//! # Filler Selection
//!
//! Weighted random choice of substitute content for channels whose schedule
//! has nothing playable. Explicit preset entries are expanded into a pool
//! where each entry appears `weight` times; presets without entries defer to
//! the external collection resolver.

use rand::RngExt;

use crate::model::{FillerPreset, MediaItemId};

/// Pick one entry from the preset's explicit weighted pool.
///
/// Every entry appears `max(weight, 1)` times in the expanded pool, then one
/// slot is chosen uniformly. Returns `None` for an empty pool; the channel
/// stream then falls back to the preset's referenced collection through the
/// external [`FillerSource`](crate::services::FillerSource).
pub fn pick_weighted(preset: &FillerPreset) -> Option<MediaItemId> {
    let pool: Vec<MediaItemId> = preset
        .entries
        .iter()
        .flat_map(|entry| std::iter::repeat_n(entry.media, entry.weight.max(1) as usize))
        .collect();
    if pool.is_empty() {
        return None;
    }
    Some(pool[rand::rng().random_range(0..pool.len())])
}
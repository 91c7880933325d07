use std::time::Duration;

use crate::position::ResolveOptions;

/// Configurable options shared by the manager and every channel stream
#[derive(Debug, Clone)]
pub struct PlayoutConfig {
    /// Per-client queue capacity, in chunks
    pub client_queue_capacity: usize,

    /// How long a client read waits before synthesizing keep-alive padding
    pub client_read_timeout: Duration,

    /// Consecutive timed-out reads after which a client connection ends
    pub max_silent_reads: u32,

    /// Null packets per keep-alive burst
    pub keepalive_packets: usize,

    /// Base delay for supervisory restart backoff
    pub restart_backoff_base: Duration,

    /// Ceiling for the exponential restart backoff
    pub restart_backoff_cap: Duration,

    /// Restarts after which a channel stops permanently
    pub max_restarts: u32,

    /// Consecutive item failures that escalate to a supervisory restart
    pub max_consecutive_item_failures: u32,

    /// Pause after a single item fails before moving to the next
    pub item_error_pause: Duration,

    /// Sleep between retries when neither schedule nor filler has content
    pub idle_retry_delay: Duration,

    /// Bounded wait for the producer task to exit on `stop()`
    pub stop_grace: Duration,

    /// Position-resolution tunables
    pub resolve: ResolveOptions,
}

impl Default for PlayoutConfig {
    fn default() -> Self {
        Self {
            client_queue_capacity: 100,
            client_read_timeout: Duration::from_secs(30),
            max_silent_reads: 10,
            keepalive_packets: 7,
            restart_backoff_base: Duration::from_secs(1),
            restart_backoff_cap: Duration::from_secs(60),
            max_restarts: 5,
            max_consecutive_item_failures: 10,
            item_error_pause: Duration::from_secs(1),
            idle_retry_delay: Duration::from_secs(5),
            stop_grace: Duration::from_secs(5),
            resolve: ResolveOptions::default(),
        }
    }
}

impl PlayoutConfig {
    pub fn builder() -> PlayoutConfigBuilder {
        PlayoutConfigBuilder::default()
    }
}

#[derive(Debug, Clone, Default)]
pub struct PlayoutConfigBuilder {
    config: PlayoutConfig,
}

impl PlayoutConfigBuilder {
    pub fn client_queue_capacity(mut self, capacity: usize) -> Self {
        self.config.client_queue_capacity = capacity;
        self
    }

    pub fn client_read_timeout(mut self, timeout: Duration) -> Self {
        self.config.client_read_timeout = timeout;
        self
    }

    pub fn max_silent_reads(mut self, reads: u32) -> Self {
        self.config.max_silent_reads = reads;
        self
    }

    pub fn restart_backoff(mut self, base: Duration, cap: Duration) -> Self {
        self.config.restart_backoff_base = base;
        self.config.restart_backoff_cap = cap;
        self
    }

    pub fn max_restarts(mut self, restarts: u32) -> Self {
        self.config.max_restarts = restarts;
        self
    }

    pub fn max_consecutive_item_failures(mut self, failures: u32) -> Self {
        self.config.max_consecutive_item_failures = failures;
        self
    }

    pub fn item_error_pause(mut self, pause: Duration) -> Self {
        self.config.item_error_pause = pause;
        self
    }

    pub fn idle_retry_delay(mut self, delay: Duration) -> Self {
        self.config.idle_retry_delay = delay;
        self
    }

    pub fn stop_grace(mut self, grace: Duration) -> Self {
        self.config.stop_grace = grace;
        self
    }

    pub fn resolve_options(mut self, resolve: ResolveOptions) -> Self {
        self.config.resolve = resolve;
        self
    }

    pub fn build(self) -> PlayoutConfig {
        self.config
    }
}
//! # Collaborator Interfaces
//!
//! The engine talks to the rest of the system through these traits: the
//! persistence layer, the media-URL resolver, the external transcoder, and
//! the optional watchdog / error-screen capabilities. Everything is injected
//! through a single [`Services`] bundle constructed at startup — there is no
//! ambient global state.

use async_trait::async_trait;
use bytes::Bytes;
use futures::Stream;
use std::pin::Pin;
use std::sync::Arc;
use std::time::Duration;

use crate::error::PlayoutError;
use crate::model::{
    Channel, ChannelId, FillerPreset, MediaItem, MediaItemId, PlaybackPosition, PlayoutItem,
    ResolvedUrl,
};

/// A type alias for a boxed transcoded byte-chunk stream
pub type ChunkStream = Pin<Box<dyn Stream<Item = Result<Bytes, PlayoutError>> + Send>>;

/// Read access to channels, schedules and the media library
#[async_trait]
pub trait ScheduleStore: Send + Sync {
    async fn channel(&self, id: ChannelId) -> Result<Option<Channel>, PlayoutError>;

    async fn enabled_channels(&self) -> Result<Vec<Channel>, PlayoutError>;

    /// Ordered items of the channel's single active playout
    async fn active_playout_items(
        &self,
        channel: ChannelId,
    ) -> Result<Vec<PlayoutItem>, PlayoutError>;

    async fn media_item(&self, id: MediaItemId) -> Result<Option<MediaItem>, PlayoutError>;

    async fn filler_preset(
        &self,
        channel: ChannelId,
    ) -> Result<Option<FillerPreset>, PlayoutError>;
}

/// Durable playback position per channel.
///
/// The engine is the only writer for a given channel; a save failure is
/// logged and swallowed by callers (resume is best-effort).
#[async_trait]
pub trait PositionStore: Send + Sync {
    async fn load(&self, channel: ChannelId) -> Result<Option<PlaybackPosition>, PlayoutError>;

    async fn save(
        &self,
        channel: ChannelId,
        position: &PlaybackPosition,
    ) -> Result<(), PlayoutError>;
}

/// Turns a media item into something the transcoder can open
#[async_trait]
pub trait UrlResolver: Send + Sync {
    async fn resolve(&self, media: &MediaItem) -> Result<ResolvedUrl, PlayoutError>;
}

/// The external transcoding process.
///
/// A returned stream is one-shot: it cannot be restarted mid-stream, a
/// failure requires a fresh `open` call.
#[async_trait]
pub trait Transcoder: Send + Sync {
    async fn open(&self, target: &ResolvedUrl, seek: Duration) -> Result<ChunkStream, PlayoutError>;
}

/// Resolves a filler candidate from a preset's referenced collection when the
/// preset carries no explicit entries
#[async_trait]
pub trait FillerSource: Send + Sync {
    async fn select_candidate(
        &self,
        preset: &FillerPreset,
    ) -> Result<Option<MediaItem>, PlayoutError>;
}

/// Fire-and-forget output telemetry consumed by the health watchdog
pub trait Watchdog: Send + Sync {
    fn report_output(&self, channel: ChannelId, byte_count: usize);
}

/// Optional capability: a generated "error screen" stream broadcast to
/// connected clients while a channel waits out a restart delay
#[async_trait]
pub trait ErrorScreenSource: Send + Sync {
    async fn open(&self, message: &str) -> Result<ChunkStream, PlayoutError>;
}

/// Collaborator bundle injected into the manager and every channel stream.
///
/// Optional capabilities are `None` when the feature is disabled; presence is
/// checked once at channel construction, not per call.
#[derive(Clone)]
pub struct Services {
    pub schedule: Arc<dyn ScheduleStore>,
    pub positions: Arc<dyn PositionStore>,
    pub resolver: Arc<dyn UrlResolver>,
    pub transcoder: Arc<dyn Transcoder>,
    pub filler: Arc<dyn FillerSource>,
    pub watchdog: Option<Arc<dyn Watchdog>>,
    pub error_screen: Option<Arc<dyn ErrorScreenSource>>,
}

• _TASK TO CARRY OUT_:
All lines above that contain "times" are required in the answer.

• _WRITTEN SOLUTION_:
//! where each entry appears `weight` times; presets without entries defer to
/// Every entry appears `max(weight, 1)` times in the expanded pool, then one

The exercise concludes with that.